**Task requirements**
Whenever a line in the material below contains "Send", copy that line.

**Dataset**
________________

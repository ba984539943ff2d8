use async_trait::async_trait;

use crate::{app_error::PageFetchError, domain::entities::page::PageResponse};

/// Which page to fetch and how many records per page.
#[derive(Debug, Clone, Copy, PartialEq, Eq)]
pub struct PageRequest {
    /// 1-based page number.
    pub page: u32,
    pub limit: u32,
}

/// A paginated collection of user documents.
///
/// Implementations perform exactly one request per call and never retry.
#[async_trait]
pub trait PageSource: Send + Sync {
    async fn fetch_page(&self, request: PageRequest) -> Result<PageResponse, PageFetchError>;
}

/// Snapshot of a sweep after a page has been merged.
#[derive(Debug, Clone, Copy, PartialEq, Eq)]
pub struct SweepProgress {
    pub page: u32,
    pub expected_pages: u32,
    pub discovered: usize,
    pub total_reported: u64,
}

impl SweepProgress {
    pub fn is_last_page(&self) -> bool {
        self.page >= self.expected_pages
    }
}

/// Receives progress after every merged page.
pub trait ProgressReporter: Send + Sync {
    fn on_page(&self, progress: &SweepProgress);
}

/// Discards progress.
pub struct NoProgress;

impl ProgressReporter for NoProgress {
    fn on_page(&self, _progress: &SweepProgress) {}
}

________________

**Solved problem**
pub trait PageSource: Send + Sync {
pub trait ProgressReporter: Send + Sync {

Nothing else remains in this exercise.